Last night I realised that my hearing isn't as good as it used to be. I was round at Dave's (we always have a Chinese take away and watch a film on Saturday evenings). He said that his TV had developed a fault - every now and then it made a high-pitched whistling noise. At one point he got up and thumped it, making me jump. 'That's stopped it,' he said. I hadn't heard anything at all. Yet when I was younger I used to hear my parents' TV whistling until it drove me mad, when they couldn't hear anything at all.
Tried a hearing test on YouTube (which I realise isn't the most accurate way to measure hearing loss, but I wanted to know roughly what my cut off point is). Turns out it's somewhere between 13 -14 kHz, which is probably about right for a 52 year old.

Tuesday 25 September 2012

I'm still here

It's a rainy evening in late September and unlike many people, I haven't been flooded out. Here I am, sitting in front of my wood burning stove with a decent glass of wine and a snoring cat in the chair next door, able to appreciate that life really has been good to me so far.

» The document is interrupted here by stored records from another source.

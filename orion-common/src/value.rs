use std::any::Any;
use std::fmt;
use std::sync::Arc;

/// A type-erased, cheaply-clonable holder for whatever a task's closure
/// returns. The store is uniform over this type; callers downcast to the
/// concrete type they expect back.
#[derive(Clone)]
pub struct Value(Arc<dyn Any + Send + Sync>);

impl Value {
    pub fn new<T: Any + Send + Sync>(value: T) -> Self {
        Value(Arc::new(value))
    }

    pub fn downcast_ref<T: Any>(&self) -> Option<&T> {
        self.0.downcast_ref::<T>()
    }

    pub fn downcast<T: Any + Send + Sync>(self) -> Result<Arc<T>, Value> {
        match Arc::downcast::<T>(self.0) {
            Ok(v) => Ok(v),
            Err(erased) => Err(Value(erased)),
        }
    }
}

impl fmt::Debug for Value {
    fn fmt(&self, f: &mut fmt::Formatter<'_>) -> fmt::Result {
        f.debug_tuple("Value").field(&"<opaque>").finish()
    }
}

#[cfg(test)]
mod tests {
    use test_r::test;

    use super::*;

    #[test]
    fn round_trips_through_downcast() {
        let v = Value::new(42i32);
        assert_eq!(v.downcast_ref::<i32>(), Some(&42));
        assert_eq!(v.downcast_ref::<String>(), None);
    }

    #[test]
    fn owned_downcast_recovers_type() {
        let v = Value::new("hello".to_string());
        let recovered = v.downcast::<String>().expect("type matches");
        assert_eq!(*recovered, "hello");
    }
}
use std::sync::Arc;

use anyhow::Context;
use clap::Parser;
use orion_cluster::{ClusterScheduler, GrpcNodeClient, NodeRegistry};
use orion_common::tracing_init::init_tracing;
use orion_head::config::make_config_loader;
use orion_head::grpc::HeadServiceImpl;
use orion_rpc::head_service_server::HeadServiceServer;
use tonic::transport::Server;
use tracing::info;

/// `head [port]`, default port 50050. When omitted, the port comes from
/// `orion-head.toml` / `ORION_PORT` / the built-in default, in that order of
/// precedence (see `orion_common::config::ConfigLoader`).
#[derive(Parser, Debug)]
#[command(name = "orion-head", about = "Orion cluster head: node registry + scheduler + RPC surface")]
struct Args {
    port: Option<u16>,
}

fn main() -> anyhow::Result<()> {
    init_tracing("orion-head");
    let args = Args::parse();

    tokio::runtime::Builder::new_multi_thread()
        .enable_all()
        .build()
        .context("failed to build the tokio runtime")?
        .block_on(run(args.port))
}

async fn run(port_override: Option<u16>) -> anyhow::Result<()> {
    let mut config = make_config_loader().load().context("failed to load head config")?;
    if let Some(port) = port_override {
        config.port = port;
    }

    let addr = format!("0.0.0.0:{}", config.port).parse().context("invalid bind address")?;

    let registry = Arc::new(NodeRegistry::new());
    let client = Arc::new(GrpcNodeClient::new(tokio::runtime::Handle::current()));
    let scheduler = Arc::new(ClusterScheduler::new(registry.clone(), client.clone()));

    let (mut health_reporter, health_service) = tonic_health::server::health_reporter();
    health_reporter
        .set_serving::<HeadServiceServer<HeadServiceImpl>>()
        .await;

    let head_service = HeadServiceImpl::new(registry, scheduler, client);

    info!(%addr, "head listening");

    tokio::select! {
        result = Server::builder()
            .add_service(health_service)
            .add_service(HeadServiceServer::new(head_service))
            .serve(addr) => {
            result.context("head gRPC server failed")?;
        }
        _ = tokio::signal::ctrl_c() => {
            info!("received SIGINT, shutting down");
        }
    }

    Ok(())
}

Over the years I've used the Internet, I have had a few blogs on various sites, and this evening I have been looking them up and thinking that I should take up the habit again, particularly as I am about to embark on a big writing project and I need somewhere to procrastinate when it gets bogged down. Actually, it's slightly bogged down right now, as I'm still not quite sure where to start.

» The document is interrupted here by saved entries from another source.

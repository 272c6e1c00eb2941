use std::collections::HashMap;
use std::sync::{Condvar, Mutex};

use orion_common::{ObjectId, Value};

/// Thread-safe, write-once-per-id mapping of object id to opaque value.
///
/// Publishing twice under the same id is a caller bug; this implementation
/// overwrites and logs a warning rather than rejecting, since a silent
/// accept-without-trace would hide the bug and a hard error would turn it
/// into a new failure mode callers have to handle.
#[derive(Default)]
pub struct ObjectStore {
    state: Mutex<HashMap<ObjectId, Value>>,
    published: Condvar,
}

impl ObjectStore {
    pub fn new() -> Self {
        ObjectStore {
            state: Mutex::new(HashMap::new()),
            published: Condvar::new(),
        }
    }

    /// Publishes `value` under `id`. Wakes every thread blocked in
    /// `get_blocking` for this id (and any other id, since they simply
    /// re-check their own condition on wakeup).
    pub fn put(&self, id: ObjectId, value: Value) {
        let mut guard = self.state.lock().unwrap();
        if guard.contains_key(&id) {
            tracing::warn!(object_id = %id, "overwriting a previously published object");
        }
        guard.insert(id, value);
        self.published.notify_all();
    }

    /// Non-blocking read.
    pub fn get(&self, id: &str) -> Option<Value> {
        self.state.lock().unwrap().get(id).cloned()
    }

    /// Blocks the calling thread until `id` has been published.
    pub fn get_blocking(&self, id: &str) -> Value {
        let mut guard = self.state.lock().unwrap();
        loop {
            if let Some(value) = guard.get(id) {
                return value.clone();
            }
            guard = self.published.wait(guard).unwrap();
        }
    }
}

#[cfg(test)]
mod tests {
    use std::sync::Arc;
    use std::thread;
    use std::time::Duration;

    use test_r::test;

    use super::*;

    #[test]
    fn get_returns_none_before_publish_and_some_after() {
        let store = ObjectStore::new();
        assert!(store.get("x").is_none());
        store.put("x".to_string(), Value::new(1i32));
        assert_eq!(store.get("x").unwrap().downcast_ref::<i32>(), Some(&1));
    }

    /// Every waiter blocked on an id before it's published must still
    /// observe the value once it is.
    #[test]
    fn get_blocking_unblocks_all_waiters_on_publish() {
        let store = Arc::new(ObjectStore::new());
        let mut handles = Vec::new();
        for _ in 0..4 {
            let store = store.clone();
            handles.push(thread::spawn(move || {
                let value = store.get_blocking("x");
                *value.downcast_ref::<i32>().unwrap()
            }));
        }

        thread::sleep(Duration::from_millis(20));
        store.put("x".to_string(), Value::new(7i32));

        for handle in handles {
            assert_eq!(handle.join().unwrap(), 7);
        }
    }
}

The working title is 'Last Reels' and it's about the effect on the lives of three different characters as cinemas transition from film to digital and jobs are lost, along with some of the magic. I've been thinking about the characters, the background and the scenes for quite a long time now, and have drawn up an outline and written some background information. I know they are all going to meet at a funeral, but am not sure if that's where to begin. In the old days, I would have just taken up the old A4 pad and a pen and started writing. If it went wrong, I just began again and effortlessly churned out another forty pages. These days, I find myself dithering and dallying, cutting and pasting, then looking up what everyone's doing on Facebook. The Internet is the greatest time waster ever. After all, I have just written a couple of hundred words here that could have been the start of my story.
Right. Let's begin. I will keep notes on my progress here. Just the thought someone might read this is one way of spurring me on.